Anna Karenina: A Review

My wife and I went to see the film Anna Karenina last night.  It occurred to me that producing and directing a film is, in some respects, like writing a book.

So, what did we think of the film?  First, what we liked.  It is quite a beautiful production: eye-catching costumes, wonderful sets, and some of the characters are handsome/lovely.  The story – as far as I remember – is quite close to Tolstoy, and I’ve had a long admiration for the classical Russian authors, my favourite being Mikhail Sholokhov (And Quiet Flows the Don).

Having said that, we found the film disappointing.  The Daily Telegraph gave it a three star rating.  I guess two stars would be pretty harsh and it certainly doesn’t deserve four stars.

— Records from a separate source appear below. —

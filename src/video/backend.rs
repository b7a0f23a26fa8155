use std::path::Path;

use anyhow::Result;

use super::probe::{FrameRate, VideoProbe};

/// printf-style name of extracted and rendered frames (1-based).
pub const FRAME_PATTERN: &str = "%08d.png";

/// Inputs for muxing a rendered frame sequence back into a video.
#[derive(Clone, Debug)]
pub struct EncodeJob<'a> {
    pub frames_dir: &'a Path,
    pub frame_pattern: &'a str,
    pub frame_rate: FrameRate,
    /// Source whose first audio stream is stream-copied, if any.
    pub audio_source: Option<&'a Path>,
    pub output: &'a Path,
}

/// Media tool backend used by the overlay pipeline.
///
/// The production implementation shells out to ffmpeg/ffprobe; tests supply
/// an in-process fake.
pub trait MediaBackend {
    /// Backend identifier.
    fn name(&self) -> &'static str;

    /// Read stream metadata. Must fail when the input has no video stream.
    fn probe(&self, input: &Path) -> Result<VideoProbe>;

    /// Decode every frame to `frames_dir` as lossless images named after
    /// `FRAME_PATTERN`, preserving frame count and order.
    fn extract_frames(&self, input: &Path, frames_dir: &Path) -> Result<()>;

    fn encode(&self, job: &EncodeJob<'_>) -> Result<()>;
}

impl<B: MediaBackend + ?Sized> MediaBackend for &B {
    fn name(&self) -> &'static str {
        (**self).name()
    }

    fn probe(&self, input: &Path) -> Result<VideoProbe> {
        (**self).probe(input)
    }

    fn extract_frames(&self, input: &Path, frames_dir: &Path) -> Result<()> {
        (**self).extract_frames(input, frames_dir)
    }

    fn encode(&self, job: &EncodeJob<'_>) -> Result<()> {
        (**self).encode(job)
    }
}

  • Casting: Keira Knightley is lovely, but she seemed one-dimensional as a great aristocratic beauty.  She didn’t convey the powerful erotic lust which Anna felt for Count Vronsky, nor did she capture the emotional degradation of a fallen woman.  Aaron Taylor-Johnson was mis-cast as Count Vronsky: he seemed more like a sallow youth than a dashing, bold cavalry officer and womaniser.  To be fair, his costumes were, I think, poorly chosen: plain white tunics with brass buttons.  Jude Law was excellent as Alexei Karenin, Anna’s emotionally chilly and reserved husband.  Kitty, a pretty young thing who fancies Vronsky, and Levin a wealthy farmer who is crazy about Kitty and finally wins her seem  very real.   These are the same challenges that the writer faces with his characters: how to make them real, and interesting.  I’m afraid with Anna and Vronsky, the director, Joe Wright, didn’t quite make it.
  • The Set: Much of the film is set in a 19th century dilapidated theatre.  This was done to keep the production budget under control.  Fair enough.  But, some of  the scenes are shot in the real world, so there is a back-and-forth between the theatre and the real world.  These abrupt transitions are distracting, and seem to have been selected only because it was difficult to get the desired effect in a theatre setting.  To me this is a cop-out.  If you’re going to choose an unusual setting, stick with it!

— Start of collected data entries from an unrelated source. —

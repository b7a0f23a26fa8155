//! overlay_batch - render detection overlays onto every video in a directory
//!
//! For each `.mp4`/`.mov` in the input directory:
//! 1. Skip it when `<stem>_output.mp4` already exists
//! 2. Load detections from `<video>.json`, or run the configured pop
//! 3. Draw boxes, spines, keypoints and trace trails on every frame
//! 4. Re-encode to the output directory, keeping the original audio
//!
//! A failing video is logged and the batch moves on. Unexpected errors are
//! appended to the error log and the process exits non-zero.

use anyhow::{Context, Result};
use clap::Parser;
use std::path::PathBuf;
use std::process::ExitCode;
use std::sync::atomic::{AtomicBool, Ordering};
use std::sync::Arc;

use eyepop_overlay::client::OfflineClient;
use eyepop_overlay::errlog::append_error_log;
use eyepop_overlay::video::{run_batch, scan_videos, BatchReport, FfmpegCli, VideoOverlayPipeline};
use eyepop_overlay::{OverlayConfig, OverlayRenderer, PopDefinition, Processor};

#[path = "../ui.rs"]
#[allow(dead_code)]
mod ui;

#[derive(Parser, Debug)]
#[command(author, version, about)]
struct Args {
    /// Directory scanned for input videos.
    #[arg(long)]
    input_dir: Option<PathBuf>,
    /// Directory receiving `<stem>_output.mp4` files.
    #[arg(long)]
    output_dir: Option<PathBuf>,
    /// Config file (JSON or TOML); overrides EYEPOP_OVERLAY_CONFIG.
    #[arg(long)]
    config: Option<PathBuf>,
    /// Pop preset name or definition file used when no cache exists.
    #[arg(long)]
    pop: Option<String>,
    /// TrueType/OpenType font for labels.
    #[arg(long)]
    font: Option<PathBuf>,
    /// UI mode for stderr progress.
    #[arg(long, value_enum, default_value_t = ui::UiMode::Auto, value_name = "MODE")]
    ui: ui::UiMode,
}

fn main() -> ExitCode {
    env_logger::Builder::from_env(env_logger::Env::default().default_filter_or("info")).init();
    let args = Args::parse();

    let mut cfg = match OverlayConfig::load_from(args.config.as_deref()) {
        Ok(cfg) => cfg,
        Err(err) => {
            log::error!("invalid configuration: {:#}", err);
            return ExitCode::from(2);
        }
    };
    if let Some(dir) = args.input_dir.clone() {
        cfg.input_dir = dir;
    }
    if let Some(dir) = args.output_dir.clone() {
        cfg.output_dir = dir;
    }
    if let Some(pop) = args.pop.clone() {
        cfg.pop = pop;
    }
    if let Some(font) = args.font.clone() {
        cfg.font_path = Some(font);
    }

    match run(&cfg, ui::Ui::detect(args.ui)) {
        Ok(report) if report.is_clean() => ExitCode::SUCCESS,
        Ok(_) => ExitCode::FAILURE,
        Err(err) => {
            log::error!("{:#}", err);
            if let Err(log_err) = append_error_log(&cfg.error_log, &err) {
                log::warn!("could not record error: {:#}", log_err);
            }
            ExitCode::FAILURE
        }
    }
}

fn run(cfg: &OverlayConfig, ui: ui::Ui) -> Result<BatchReport> {
    let cancel = Arc::new(AtomicBool::new(false));
    {
        let cancel = Arc::clone(&cancel);
        ctrlc::set_handler(move || {
            log::warn!("interrupt received, stopping after cleanup");
            cancel.store(true, Ordering::SeqCst);
        })
        .context("error setting Ctrl-C handler")?;
    }

    let (pop, renderer) = {
        let _stage = ui.stage("Load pop and font");
        let pop = PopDefinition::resolve(&cfg.pop)?;
        let renderer = OverlayRenderer::discover(cfg.font_path.as_deref())?;
        (pop, renderer)
    };

    let videos = {
        let _stage = ui.stage("Scan input videos");
        scan_videos(&cfg.input_dir)?
    };
    if videos.is_empty() {
        log::warn!("no videos found in {}", cfg.input_dir.display());
        return Ok(BatchReport::default());
    }
    log::info!("found {} videos in {}", videos.len(), cfg.input_dir.display());
    std::fs::create_dir_all(&cfg.output_dir)
        .with_context(|| format!("failed to create {}", cfg.output_dir.display()))?;

    let mut processor = Processor::new(pop, OfflineClient).with_retry(cfg.retry);
    let pipeline = VideoOverlayPipeline::new(FfmpegCli::new(cfg.ffmpeg.clone()))
        .with_builder(cfg.primitive_builder())
        .with_renderer(renderer)
        .with_options(cfg.pipeline_options())
        .with_cancel_flag(Arc::clone(&cancel));

    let bar = ui.batch_bar(videos.len());
    let report = run_batch(
        &pipeline,
        &videos,
        &cfg.output_dir,
        &cfg.output_suffix,
        |input| {
            bar.inc(1);
            bar.set_message(
                input
                    .file_name()
                    .map(|name| name.to_string_lossy().into_owned())
                    .unwrap_or_default(),
            );
            processor.detections_for(input)
        },
    );
    bar.finish_and_clear();

    for (input, reason) in &report.failed {
        log::error!("failed: {} ({})", input.display(), reason);
    }
    log::info!("batch finished: {}", report.summary());
    Ok(report)
}
//! Detection tree -> drawable primitives.

use std::collections::HashMap;

use image::Rgba;

use super::{CircleShape, Color, DrawPrimitive, LineShape, RectShape, DEFAULT_COLOR};
use crate::detect::{walk_objects, DetectedObject, DetectionResult, MAX_OBJECT_DEPTH};

pub const DEFAULT_KEYPOINT_RADIUS: f32 = 4.0;

/// Category rules and colors used when turning detections into primitives.
#[derive(Clone, Debug)]
pub struct CategoryStyle {
    /// Categories drawn as a line between their first two keypoints.
    pub spine_categories: Vec<String>,
    /// Categories drawn as keypoint dots only.
    pub pose_categories: Vec<String>,
    /// Lowercased category -> color.
    pub colors: HashMap<String, Color>,
    pub default_color: Color,
    pub keypoint_radius: f32,
    pub max_depth: usize,
}

impl Default for CategoryStyle {
    fn default() -> Self {
        let colors = [
            ("ball", Rgba([0x00, 0xff, 0x00, 0xff])),
            ("cash", Rgba([0x00, 0xff, 0x00, 0xff])),
            ("paddle_spine", Rgba([0x00, 0xff, 0xff, 0xff])),
            ("person", Rgba([0xff, 0xcc, 0x00, 0xff])),
            ("pose", Rgba([0xff, 0x00, 0xff, 0xff])),
        ]
        .into_iter()
        .map(|(name, color)| (name.to_string(), color))
        .collect();
        Self {
            spine_categories: vec!["paddle_spine".to_string()],
            pose_categories: vec!["pose".to_string()],
            colors,
            default_color: DEFAULT_COLOR,
            keypoint_radius: DEFAULT_KEYPOINT_RADIUS,
            max_depth: MAX_OBJECT_DEPTH,
        }
    }
}

impl CategoryStyle {
    fn is_spine(&self, key: &str) -> bool {
        self.spine_categories.iter().any(|c| c.eq_ignore_ascii_case(key))
    }

    fn is_pose(&self, key: &str) -> bool {
        self.pose_categories.iter().any(|c| c.eq_ignore_ascii_case(key))
    }

    /// Color by category, then by class label, then the default.
    pub fn color_for(&self, object: &DetectedObject) -> Color {
        [object.category.as_deref(), object.class_label.as_deref()]
            .into_iter()
            .flatten()
            .find_map(|name| self.colors.get(&name.trim().to_lowercase()))
            .copied()
            .unwrap_or(self.default_color)
    }
}

#[derive(Clone, Debug, Default)]
pub struct PrimitiveBuilder {
    style: CategoryStyle,
}

impl PrimitiveBuilder {
    pub fn new(style: CategoryStyle) -> Self {
        Self { style }
    }

    pub fn style(&self) -> &CategoryStyle {
        &self.style
    }

    pub fn build(&self, result: &DetectionResult) -> Vec<DrawPrimitive> {
        let mut out = Vec::new();
        walk_objects(&result.objects, self.style.max_depth, &mut |object, _depth| {
            self.push_object(object, &mut out);
        });
        out
    }

    fn push_object(&self, object: &DetectedObject, out: &mut Vec<DrawPrimitive>) {
        let key = object.category_key();
        if self.style.is_spine(&key) {
            if let Some(line) = self.spine_line(object) {
                out.push(line);
            } else if let Some(rect) = self.rect(object) {
                out.push(rect);
            }
        } else if self.style.is_pose(&key) {
            out.extend(self.pose_points(object));
        } else if let Some(rect) = self.rect(object) {
            out.push(rect);
        }
    }

    fn rect(&self, object: &DetectedObject) -> Option<DrawPrimitive> {
        let (x, y, w, h) = object.bbox()?;
        Some(DrawPrimitive::Rect(RectShape {
            x,
            y,
            w,
            h,
            label: object.display_label(),
            score: object.confidence,
            color: self.style.color_for(object),
            trace_id: object.trace_id,
        }))
    }

    fn spine_line(&self, object: &DetectedObject) -> Option<DrawPrimitive> {
        object
            .key_points
            .iter()
            .filter(|set| set.points.len() >= 2)
            .find_map(|set| Some((set.points[0].position()?, set.points[1].position()?)))
            .map(|((x1, y1), (x2, y2))| {
                DrawPrimitive::Line(LineShape {
                    x1,
                    y1,
                    x2,
                    y2,
                    label: object.display_label(),
                    score: object.confidence,
                    color: self.style.color_for(object),
                })
            })
    }

    fn pose_points<'a>(
        &'a self,
        object: &'a DetectedObject,
    ) -> impl Iterator<Item = DrawPrimitive> + 'a {
        let color = self.style.color_for(object);
        object
            .key_points
            .iter()
            .flat_map(|set| set.points.iter())
            .filter(|point| point.is_visible())
            .filter_map(|point| point.position())
            .map(move |(cx, cy)| {
                DrawPrimitive::Circle(CircleShape {
                    cx,
                    cy,
                    r: self.style.keypoint_radius,
                    color,
                })
            })
    }
}

/// Builds primitives with the default category style.
pub fn build_primitives(result: &DetectionResult) -> Vec<DrawPrimitive> {
    PrimitiveBuilder::default().build(result)
}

  • The Love Scenes: The scenes of Anna and Vronsky making love didn’t work for me.  They were shot as blurry close ups, and they failed to convey the personal, emotional and erotic dimensions.  As the scenes of the ‘love making’ transitioned, I kept wondering, ‘is that an arm or a leg? his or hers?’  There are probably restrictions on what Ms. Knightley will do on film.  Fair enough.  But one doesn’t have so show her off-limits areas to convey the splendid lust that Anna and Vronsky were feeling.  It is difficult to write good sexual prose, and I admit to not having mastered the technique yet, but I’m going to keep trying, because I think sex is an important dimension of being human.

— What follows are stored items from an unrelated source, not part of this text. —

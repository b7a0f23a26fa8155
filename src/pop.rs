//! Pop (pipeline) definitions sent to the inference endpoint.
//!
//! A pop is a list of components. Inference components may forward their
//! detections (cropped or full frame) into nested components, forming a tree:
//!
//! ```json
//! {"components": [{
//!   "type": "inference",
//!   "model": "eyepop.person:latest",
//!   "categoryName": "person",
//!   "forward": {
//!     "operator": {"type": "crop", "crop": {"boxPadding": 0.5}},
//!     "targets": [{"type": "inference", "model": "eyepop.person.pose:latest"}]
//!   }
//! }]}
//! ```

use std::path::Path;

use anyhow::{anyhow, bail, Context, Result};
use serde::{Deserialize, Serialize};

pub const PRESET_NAMES: &[&str] = &["person", "person-2d-pose", "person-3d-pose"];

#[derive(Clone, Debug, Default, Serialize, Deserialize, PartialEq)]
pub struct PopDefinition {
    pub components: Vec<PopComponent>,
}

#[derive(Clone, Debug, Serialize, Deserialize, PartialEq)]
#[serde(tag = "type", rename_all = "snake_case")]
pub enum PopComponent {
    Inference(InferenceStage),
    Tracing(TracingStage),
}

#[derive(Clone, Debug, Default, Serialize, Deserialize, PartialEq)]
#[serde(rename_all = "camelCase")]
pub struct InferenceStage {
    /// Public model name, e.g. `eyepop.person:latest`.
    #[serde(default, skip_serializing_if = "Option::is_none")]
    pub model: Option<String>,
    /// Account-trained model.
    #[serde(default, skip_serializing_if = "Option::is_none")]
    pub model_uuid: Option<String>,
    /// Prompted ability, e.g. `eyepop.image-contents:latest`.
    #[serde(default, skip_serializing_if = "Option::is_none")]
    pub ability: Option<String>,
    /// Category assigned to this stage's detections.
    #[serde(default, skip_serializing_if = "Option::is_none")]
    pub category_name: Option<String>,
    #[serde(default, skip_serializing_if = "Option::is_none")]
    pub confidence_threshold: Option<f32>,
    /// Free-form parameters passed through to the model (prompts etc).
    #[serde(default, skip_serializing_if = "Option::is_none")]
    pub params: Option<serde_json::Value>,
    /// Run the stage but drop its own objects from the output.
    #[serde(default, skip_serializing_if = "std::ops::Not::not")]
    pub hidden: bool,
    #[serde(default, skip_serializing_if = "Option::is_none")]
    pub forward: Option<Forward>,
}

#[derive(Clone, Debug, Default, Serialize, Deserialize, PartialEq)]
#[serde(rename_all = "camelCase")]
pub struct TracingStage {
    #[serde(default, skip_serializing_if = "Option::is_none")]
    pub params: Option<serde_json::Value>,
}

#[derive(Clone, Debug, Serialize, Deserialize, PartialEq)]
pub struct Forward {
    pub operator: ForwardOperator,
    #[serde(default)]
    pub targets: Vec<PopComponent>,
}

#[derive(Clone, Debug, Serialize, Deserialize, PartialEq)]
#[serde(tag = "type", rename_all = "snake_case")]
pub enum ForwardOperator {
    Crop {
        #[serde(default, skip_serializing_if = "Option::is_none")]
        crop: Option<CropOptions>,
    },
    Full,
}

#[derive(Clone, Debug, Default, Serialize, Deserialize, PartialEq)]
#[serde(rename_all = "camelCase")]
pub struct CropOptions {
    /// Padding as a fraction of the box size.
    #[serde(default, skip_serializing_if = "Option::is_none")]
    pub box_padding: Option<f32>,
    #[serde(default, skip_serializing_if = "Option::is_none")]
    pub max_items: Option<u32>,
    #[serde(default, skip_serializing_if = "Option::is_none")]
    pub include_classes: Option<Vec<String>>,
    /// Rotate crops so the detected orientation lands on this angle (degrees).
    #[serde(default, skip_serializing_if = "Option::is_none")]
    pub orientation_target_angle: Option<f32>,
}

impl PopDefinition {
    /// Loads a definition from JSON, or TOML when the extension is `.toml`.
    pub fn from_path(path: &Path) -> Result<Self> {
        let raw = std::fs::read_to_string(path)
            .with_context(|| format!("failed to read pop definition {}", path.display()))?;
        let pop: Self = if is_toml(path) {
            toml::from_str(&raw)
                .map_err(|e| anyhow!("invalid pop definition {}: {}", path.display(), e))?
        } else {
            serde_json::from_str(&raw)
                .map_err(|e| anyhow!("invalid pop definition {}: {}", path.display(), e))?
        };
        pop.validate()
            .with_context(|| format!("invalid pop definition {}", path.display()))?;
        Ok(pop)
    }

    /// A preset name, otherwise a path to a definition file.
    pub fn resolve(value: &str) -> Result<Self> {
        match Self::preset(value) {
            Some(pop) => Ok(pop),
            None => Self::from_path(Path::new(value)),
        }
    }

    pub fn preset(name: &str) -> Option<Self> {
        let person = |forward: Option<Forward>| InferenceStage {
            model: Some("eyepop.person:latest".into()),
            category_name: Some("person".into()),
            confidence_threshold: Some(0.9),
            forward,
            ..InferenceStage::default()
        };
        let crop = |box_padding: f32, orientation: Option<f32>| ForwardOperator::Crop {
            crop: Some(CropOptions {
                box_padding: Some(box_padding),
                orientation_target_angle: orientation,
                ..CropOptions::default()
            }),
        };
        let pose_2d = InferenceStage {
            model: Some("eyepop.person.pose:latest".into()),
            ..InferenceStage::default()
        };
        let root = match name {
            "person" => person(None),
            "person-2d-pose" => person(Some(Forward {
                operator: crop(0.5, None),
                targets: vec![PopComponent::Inference(pose_2d)],
            })),
            "person-3d-pose" => {
                let body_3d = InferenceStage {
                    model: Some("eyepop.person.3d-body-points.heavy:latest".into()),
                    category_name: Some("3d-body-points".into()),
                    confidence_threshold: Some(0.25),
                    ..InferenceStage::default()
                };
                let pose = InferenceStage {
                    hidden: true,
                    forward: Some(Forward {
                        operator: crop(0.5, Some(-90.0)),
                        targets: vec![PopComponent::Inference(body_3d)],
                    }),
                    ..pose_2d
                };
                person(Some(Forward {
                    operator: crop(0.5, None),
                    targets: vec![PopComponent::Inference(pose)],
                }))
            }
            _ => return None,
        };
        Some(Self {
            components: vec![PopComponent::Inference(root)],
        })
    }

    pub fn validate(&self) -> Result<()> {
        if self.components.is_empty() {
            bail!("pop definition has no components");
        }
        for (i, component) in self.components.iter().enumerate() {
            validate_component(component, &format!("components[{i}]"))?;
        }
        Ok(())
    }

    /// Every `categoryName` in the tree, depth first.
    pub fn category_names(&self) -> Vec<&str> {
        fn collect<'a>(components: &'a [PopComponent], out: &mut Vec<&'a str>) {
            for component in components {
                if let PopComponent::Inference(stage) = component {
                    if let Some(name) = stage.category_name.as_deref() {
                        out.push(name);
                    }
                    if let Some(forward) = &stage.forward {
                        collect(&forward.targets, out);
                    }
                }
            }
        }
        let mut out = Vec::new();
        collect(&self.components, &mut out);
        out
    }
}

fn validate_component(component: &PopComponent, at: &str) -> Result<()> {
    let stage = match component {
        PopComponent::Inference(stage) => stage,
        PopComponent::Tracing(_) => return Ok(()),
    };
    let has_model = [&stage.model, &stage.model_uuid, &stage.ability]
        .into_iter()
        .flatten()
        .any(|v| !v.trim().is_empty());
    if !has_model {
        bail!("{at}: inference stage needs one of model, modelUuid or ability");
    }
    if let Some(threshold) = stage.confidence_threshold {
        if !(0.0..=1.0).contains(&threshold) {
            bail!("{at}: confidenceThreshold must be within 0..=1, got {threshold}");
        }
    }
    let Some(forward) = &stage.forward else {
        return Ok(());
    };
    if let ForwardOperator::Crop { crop: Some(crop) } = &forward.operator {
        if crop.box_padding.is_some_and(|p| !p.is_finite() || p < 0.0) {
            bail!("{at}: crop boxPadding must be a non-negative number");
        }
        if crop.max_items == Some(0) {
            bail!("{at}: crop maxItems must be greater than zero");
        }
    }
    if forward.targets.is_empty() {
        bail!("{at}: forward has no targets");
    }
    for (i, target) in forward.targets.iter().enumerate() {
        validate_component(target, &format!("{at}.forward.targets[{i}]"))?;
    }
    Ok(())
}

fn is_toml(path: &Path) -> bool {
    path.extension()
        .and_then(|ext| ext.to_str())
        .is_some_and(|ext| ext.eq_ignore_ascii_case("toml"))
}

  • Too Many Characters; Too Long: When one is writing a novel, one doesn’t worry to much about too many characters, as long as they are necessary to the story, and eliminating them would seem to short-change the reader.  In a novel, it is easy to introduce new characters: their names and relationships are usually made clear.  In a film, it is much more difficult: the director doesn’t stop the film and announce, “Now this  is Harry’s Aunt Margaret.”  In Joe Wright’s version of Anna Karenina there are characters who just appear, and who say important things, but one doesn’t understand what their relationship to others might be until later the film.  This suggests that Wright expected his audience to read the novel before coming to the film.  I did, but it’s been so long that I didn’t remember the minor characters.  I think that many writers – myself probably included – go on telling the story too long.  At over 800 pages for Anna Karenina, Tolstoy himself may have been guilty of this.  (The novel includes extended descriptions of Levin’s agricultural processes.)  In a book, writers may be able to get away with this: the reader just skips ahead.  For a film (this one has 246 scenes), it’s impossible to fast forward – unless you’re watching it as a DVD.